In her interviews, the journalist delves into the depths of the problem: the truth of what happened, but also what continues to happen, how the Church continues to deny reparation in most cases . An example of this is the story of Óscar, who suffered abuse in the 1990s at the Zaragoza seminary of San Gabriel de Zuera, part of the Passionist order. He spent his entire childhood with the abuser and those who covered him up and was ordained a priest in the same order. After dedicating his life as a missionary in El Salvador, he reported what happened to his superiors a few years ago. They proposed electroshock therapy to "cure" his homosexuality, but denied him reparation. At the time of the interview, he was trying to leave the clerical state, but he has been unable to find a job outside the congregation and is not entitled to any unemployment benefits. "I am a priest in hell," he explains painfully in the film.
The 102-minute documentary describes how those affected live their daily lives with this wound. A 73-year-old woman tells Paqué that she named the abuse while at the cinema, watching Pedro Almodóvar's Bad Education . She was 55. "That's what they did to me," she describes in front of Diego's lens.

On that journey, laughter mingles with scars, many of which are vestiges of a long recovery process. Regarding that healing, Fernando García-Salmones talks about the need to share his story, how therapeutic it was for him to name the rapes he suffered at age 14 by a Claretian monk at a Madrid boarding school.

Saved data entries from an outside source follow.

//! Authentication service: password hashing, JWT issuance, registration and login.

use argon2::{
    password_hash::{rand_core::OsRng, PasswordHash, PasswordHasher, PasswordVerifier, SaltString},
    Argon2,
};
use chrono::{Duration, Utc};
use jsonwebtoken::{DecodingKey, EncodingKey, Header, Validation};
use serde::{Deserialize, Serialize};
use sqlx::PgPool;
use uuid::Uuid;
use validator::Validate;

use crate::errors::AppError;
use crate::models::user::{RegisterUser, User};

/// Maximum failed login attempts before account lockout.
const MAX_FAILED_ATTEMPTS: i32 = 3;

/// Lockout duration in minutes after exceeding max failed attempts.
const LOCKOUT_DURATION_MINUTES: i64 = 30;

/// JWT claims embedded in access and refresh tokens.
#[derive(Debug, Serialize, Deserialize, Clone)]
pub struct Claims {
    pub sub: String,
    pub user_id: String,
    pub token_type: String,
    pub exp: i64,
    pub iat: i64,
}

/// Token pair returned on successful login.
#[derive(Debug, Serialize)]
pub struct TokenPair {
    pub access_token: String,
    pub refresh_token: String,
    pub token_type: String,
    pub expires_in: i64,
}

/// Hash a plaintext password with argon2id.
pub fn hash_password(password: &str) -> Result<String, AppError> {
    let salt = SaltString::generate(&mut OsRng);
    let argon2 = Argon2::default();
    argon2
        .hash_password(password.as_bytes(), &salt)
        .map(|h| h.to_string())
        .map_err(|e| AppError::Internal(format!("Password hashing failed: {e}")))
}

/// Verify a plaintext password against a stored hash.
pub fn verify_password(password: &str, hash: &str) -> Result<bool, AppError> {
    let parsed_hash =
        PasswordHash::new(hash).map_err(|e| AppError::Internal(format!("Invalid hash: {e}")))?;
    Ok(Argon2::default()
        .verify_password(password.as_bytes(), &parsed_hash)
        .is_ok())
}

/// Generate a JWT token pair (access + refresh).
pub fn generate_tokens(
    user: &User,
    jwt_secret: &str,
    access_expiry_secs: i64,
    refresh_expiry_secs: i64,
) -> Result<TokenPair, AppError> {
    let now = Utc::now();
    let encoding_key = EncodingKey::from_secret(jwt_secret.as_bytes());

    let access_claims = Claims {
        sub: user.email.clone(),
        user_id: user.id.to_string(),
        token_type: "access".to_string(),
        exp: (now + Duration::seconds(access_expiry_secs)).timestamp(),
        iat: now.timestamp(),
    };

    let refresh_claims = Claims {
        sub: user.email.clone(),
        user_id: user.id.to_string(),
        token_type: "refresh".to_string(),
        exp: (now + Duration::seconds(refresh_expiry_secs)).timestamp(),
        iat: now.timestamp(),
    };

    let access_token = jsonwebtoken::encode(&Header::default(), &access_claims, &encoding_key)
        .map_err(|e| AppError::Internal(format!("Token generation failed: {e}")))?;

    let refresh_token = jsonwebtoken::encode(&Header::default(), &refresh_claims, &encoding_key)
        .map_err(|e| AppError::Internal(format!("Token generation failed: {e}")))?;

    Ok(TokenPair {
        access_token,
        refresh_token,
        token_type: "Bearer".to_string(),
        expires_in: access_expiry_secs,
    })
}

/// Validate a JWT and return the claims.
pub fn validate_token(token: &str, jwt_secret: &str) -> Result<Claims, AppError> {
    let decoding_key = DecodingKey::from_secret(jwt_secret.as_bytes());
    let validation = Validation::default();

    jsonwebtoken::decode::<Claims>(token, &decoding_key, &validation)
        .map(|data| data.claims)
        .map_err(|_| AppError::Unauthorized)
}

/// Register a new account with a hashed password.
pub async fn register(pool: &PgPool, input: &RegisterUser) -> Result<User, AppError> {
    input.validate()?;

    let password_hash = hash_password(&input.password)?;

    let user = sqlx::query_as::<_, User>(
        r#"
        INSERT INTO users (id, name, email, password_hash)
        VALUES ($1, $2, $3, $4)
        RETURNING *
        "#,
    )
    .bind(Uuid::new_v4())
    .bind(&input.name)
    .bind(&input.email)
    .bind(&password_hash)
    .fetch_one(pool)
    .await
    .map_err(|e| match e {
        sqlx::Error::Database(ref db_err) if db_err.is_unique_violation() => {
            AppError::Conflict("An account with this email already exists".to_string())
        }
        _ => AppError::Database(e),
    })?;

    Ok(user)
}

/// Authenticate by email and password, returning a token pair.
pub async fn login(
    pool: &PgPool,
    email: &str,
    password: &str,
    jwt_secret: &str,
    access_expiry_secs: i64,
    refresh_expiry_secs: i64,
) -> Result<TokenPair, AppError> {
    let user = sqlx::query_as::<_, User>("SELECT * FROM users WHERE email = $1")
        .bind(email)
        .fetch_optional(pool)
        .await?
        .ok_or(AppError::Unauthorized)?;

    // Check account lockout
    if let Some(locked_until) = user.locked_until {
        if locked_until > Utc::now() {
            return Err(AppError::Unauthorized);
        }
    }

    // Verify password
    if !verify_password(password, &user.password_hash)? {
        let new_attempts = user.failed_login_attempts + 1;
        if new_attempts >= MAX_FAILED_ATTEMPTS {
            let lock_until = Utc::now() + Duration::minutes(LOCKOUT_DURATION_MINUTES);
            sqlx::query(
                "UPDATE users SET failed_login_attempts = $1, locked_until = $2 WHERE id = $3",
            )
            .bind(new_attempts)
            .bind(lock_until)
            .bind(user.id)
            .execute(pool)
            .await?;
        } else {
            sqlx::query("UPDATE users SET failed_login_attempts = $1 WHERE id = $2")
                .bind(new_attempts)
                .bind(user.id)
                .execute(pool)
                .await?;
        }
        return Err(AppError::Unauthorized);
    }

    // Reset failed attempts on successful login
    sqlx::query(
        "UPDATE users SET failed_login_attempts = 0, locked_until = NULL, last_login = NOW() WHERE id = $1",
    )
    .bind(user.id)
    .execute(pool)
    .await?;

    generate_tokens(&user, jwt_secret, access_expiry_secs, refresh_expiry_secs)
}

/// Refresh an access token using a valid refresh token.
pub async fn refresh_token(
    pool: &PgPool,
    refresh_token_str: &str,
    jwt_secret: &str,
    access_expiry_secs: i64,
    refresh_expiry_secs: i64,
) -> Result<TokenPair, AppError> {
    let claims = validate_token(refresh_token_str, jwt_secret)?;

    if claims.token_type != "refresh" {
        return Err(AppError::Unauthorized);
    }

    let user_id: Uuid = claims.user_id.parse().map_err(|_| AppError::Unauthorized)?;

    let user = sqlx::query_as::<_, User>("SELECT * FROM users WHERE id = $1")
        .bind(user_id)
        .fetch_optional(pool)
        .await?
        .ok_or(AppError::Unauthorized)?;

    generate_tokens(&user, jwt_secret, access_expiry_secs, refresh_expiry_secs)
}

/// Find a user by ID.
pub async fn find_user_by_id(pool: &PgPool, id: Uuid) -> Result<User, AppError> {
    sqlx::query_as::<_, User>("SELECT * FROM users WHERE id = $1")
        .bind(id)
        .fetch_optional(pool)
        .await?
        .ok_or_else(|| AppError::NotFound("User not found".to_string()))
}

#[cfg(test)]
mod tests {
    use super::*;

    fn sample_user() -> User {
        User {
            id: Uuid::new_v4(),
            name: "Test".to_string(),
            email: "test@example.com".to_string(),
            password_hash: "hash".to_string(),
            failed_login_attempts: 0,
            locked_until: None,
            last_login: None,
            created_at: Utc::now(),
            updated_at: Utc::now(),
        }
    }

    #[test]
    fn password_hash_and_verify() {
        let password = "SecurePassword123!";
        let hash = hash_password(password).unwrap();
        assert_ne!(hash, password);
        assert!(verify_password(password, &hash).unwrap());
        assert!(!verify_password("WrongPassword", &hash).unwrap());
    }

    #[test]
    fn token_generation_and_validation() {
        let user = sample_user();
        let secret = "test-secret-key-for-jwt";
        let tokens = generate_tokens(&user, secret, 900, 604800).unwrap();
        assert_eq!(tokens.token_type, "Bearer");
        assert_eq!(tokens.expires_in, 900);

        // Validate access token
        let claims = validate_token(&tokens.access_token, secret).unwrap();
        assert_eq!(claims.sub, "test@example.com");
        assert_eq!(claims.user_id, user.id.to_string());
        assert_eq!(claims.token_type, "access");

        // Validate refresh token
        let refresh_claims = validate_token(&tokens.refresh_token, secret).unwrap();
        assert_eq!(refresh_claims.token_type, "refresh");
    }

    #[test]
    fn invalid_token_rejected() {
        let result = validate_token("garbage.token.here", "secret");
        assert!(result.is_err());
    }

    #[test]
    fn token_signed_with_other_secret_rejected() {
        let user = sample_user();
        let tokens = generate_tokens(&user, "secret-a", 900, 900).unwrap();
        assert!(validate_token(&tokens.access_token, "secret-b").is_err());
    }

    #[test]
    fn expired_token_rejected() {
        let user = sample_user();
        let secret = "test-secret";
        // Generate token that expired well beyond the 60s leeway window
        let tokens = generate_tokens(&user, secret, -3600, -3600).unwrap();
        let result = validate_token(&tokens.access_token, secret);
        assert!(result.is_err());
    }
}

He also talks about the difficulties of managing this suffering while being homosexual, a sexual orientation that the Church has demonized throughout its history and linked to the pedophilia scandal. "It's difficult for society to grasp what happened to us," he says.

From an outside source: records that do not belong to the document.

//! Todo model and its write payloads.

use chrono::{DateTime, Utc};
use serde::{Deserialize, Serialize};
use sqlx::FromRow;
use uuid::Uuid;
use validator::Validate;

use crate::errors::{AppError, FieldErrors};

/// Priority level of a todo.
#[derive(Debug, Clone, Copy, Default, PartialEq, Eq, Serialize, Deserialize, sqlx::Type)]
#[sqlx(type_name = "todo_priority", rename_all = "lowercase")]
#[serde(rename_all = "lowercase")]
pub enum Priority {
    Low,
    #[default]
    Medium,
    High,
}

/// Todo row. Every field is visible to its owner, so the full row serializes.
#[derive(Debug, Clone, Serialize, FromRow)]
pub struct Todo {
    pub id: Uuid,
    pub user_id: Uuid,
    pub title: String,
    pub description: Option<String>,
    pub priority: Priority,
    pub start_date: DateTime<Utc>,
    pub end_date: DateTime<Utc>,
    pub completed: bool,
    pub created_at: DateTime<Utc>,
    pub updated_at: DateTime<Utc>,
}

/// Create payload. The server assigns id, owner, and `completed = false`.
#[derive(Debug, Clone, Deserialize, Validate)]
pub struct CreateTodo {
    #[validate(length(
        min = 1,
        max = 255,
        message = "title is required and must be at most 255 characters"
    ))]
    pub title: String,
    pub description: Option<String>,
    #[serde(default)]
    pub priority: Priority,
    pub start_date: DateTime<Utc>,
    pub end_date: DateTime<Utc>,
}

impl CreateTodo {
    /// Derive constraints plus the date-range invariant, collected per field.
    pub fn validate_fields(&self) -> Result<(), AppError> {
        collect_field_errors(self.validate(), self.start_date, self.end_date).into_result()
    }
}

/// Update payload — the full editable field set plus an optional completion flag.
/// `id`, `user_id`, and `created_at` are never client-writable.
#[derive(Debug, Clone, Deserialize, Validate)]
pub struct UpdateTodo {
    #[validate(length(
        min = 1,
        max = 255,
        message = "title is required and must be at most 255 characters"
    ))]
    pub title: String,
    pub description: Option<String>,
    #[serde(default)]
    pub priority: Priority,
    pub start_date: DateTime<Utc>,
    pub end_date: DateTime<Utc>,
    pub completed: Option<bool>,
}

impl UpdateTodo {
    /// Derive constraints plus the date-range invariant, collected per field.
    pub fn validate_fields(&self) -> Result<(), AppError> {
        collect_field_errors(self.validate(), self.start_date, self.end_date).into_result()
    }
}

/// Merge derive-level errors with the `end_date >= start_date` check.
fn collect_field_errors(
    derive_result: Result<(), validator::ValidationErrors>,
    start_date: DateTime<Utc>,
    end_date: DateTime<Utc>,
) -> FieldErrors {
    let mut fields = derive_result.err().map(FieldErrors::from).unwrap_or_default();
    if end_date < start_date {
        fields.push("end_date", "end date must be on or after start date");
    }
    fields
}

#[cfg(test)]
mod tests {
    use super::*;
    use chrono::TimeZone;

    fn date(y: i32, m: u32, d: u32) -> DateTime<Utc> {
        Utc.with_ymd_and_hms(y, m, d, 12, 0, 0).unwrap()
    }

    fn valid_create() -> CreateTodo {
        CreateTodo {
            title: "Write report".to_string(),
            description: None,
            priority: Priority::Medium,
            start_date: date(2025, 5, 5),
            end_date: date(2025, 5, 10),
        }
    }

    #[test]
    fn priority_serializes_lowercase() {
        assert_eq!(serde_json::to_string(&Priority::High).unwrap(), "\"high\"");
        let parsed: Priority = serde_json::from_str("\"low\"").unwrap();
        assert_eq!(parsed, Priority::Low);
    }

    #[test]
    fn priority_defaults_to_medium() {
        assert_eq!(Priority::default(), Priority::Medium);

        // Omitted priority in a create payload falls back to medium.
        let input: CreateTodo = serde_json::from_str(
            r#"{"title": "t", "start_date": "2025-05-05T12:00:00Z", "end_date": "2025-05-06T12:00:00Z"}"#,
        )
        .unwrap();
        assert_eq!(input.priority, Priority::Medium);
    }

    #[test]
    fn unknown_priority_is_rejected_at_parse_time() {
        let result = serde_json::from_str::<Priority>("\"urgent\"");
        assert!(result.is_err());
    }

    #[test]
    fn valid_payload_passes() {
        assert!(valid_create().validate_fields().is_ok());
    }

    #[test]
    fn empty_title_rejected() {
        let input = CreateTodo {
            title: String::new(),
            ..valid_create()
        };
        let err = input.validate_fields().unwrap_err();
        match err {
            AppError::Validation(fields) => assert!(fields.get("title").is_some()),
            other => panic!("expected validation error, got {other:?}"),
        }
    }

    #[test]
    fn overlong_title_rejected() {
        let input = CreateTodo {
            title: "x".repeat(256),
            ..valid_create()
        };
        assert!(input.validate_fields().is_err());
    }

    #[test]
    fn end_before_start_rejected_on_end_date_field() {
        let input = CreateTodo {
            start_date: date(2025, 5, 10),
            end_date: date(2025, 5, 5),
            ..valid_create()
        };
        let err = input.validate_fields().unwrap_err();
        match err {
            AppError::Validation(fields) => {
                assert_eq!(
                    fields.get("end_date").unwrap()[0],
                    "end date must be on or after start date"
                );
            }
            other => panic!("expected validation error, got {other:?}"),
        }
    }

    #[test]
    fn equal_start_and_end_allowed() {
        let input = CreateTodo {
            start_date: date(2025, 5, 5),
            end_date: date(2025, 5, 5),
            ..valid_create()
        };
        assert!(input.validate_fields().is_ok());
    }

    #[test]
    fn update_collects_all_offending_fields() {
        let input = UpdateTodo {
            title: String::new(),
            description: None,
            priority: Priority::Low,
            start_date: date(2025, 5, 10),
            end_date: date(2025, 5, 5),
            completed: Some(true),
        };
        let err = input.validate_fields().unwrap_err();
        match err {
            AppError::Validation(fields) => {
                assert!(fields.get("title").is_some());
                assert!(fields.get("end_date").is_some());
            }
            other => panic!("expected validation error, got {other:?}"),
        }
    }
}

The documentary covers not only the meetings, but also the events that took place from the end of 2021 to the end of 2024: the Ombudsman's investigation, the scandals uncovered by the Church , and the bishops' meetings with victims at the headquarters of the Spanish Episcopal Conference. "What I want is justice," a mother of a victim who committed suicide due to the after-effects of having suffered abuse by a cleric can be heard saying at that 2022 meeting.
Paqué, along with Tinta and Diego, climbed into the Clío, converted into a camper van, to film a trip that could capture the truth about the abuses. “I consider storytelling a weapon, a valuable tool,” says the journalist. She drove thousands of miles to feel free, to try to bring that freedom to her interviewees, and now to the viewers of her documentary.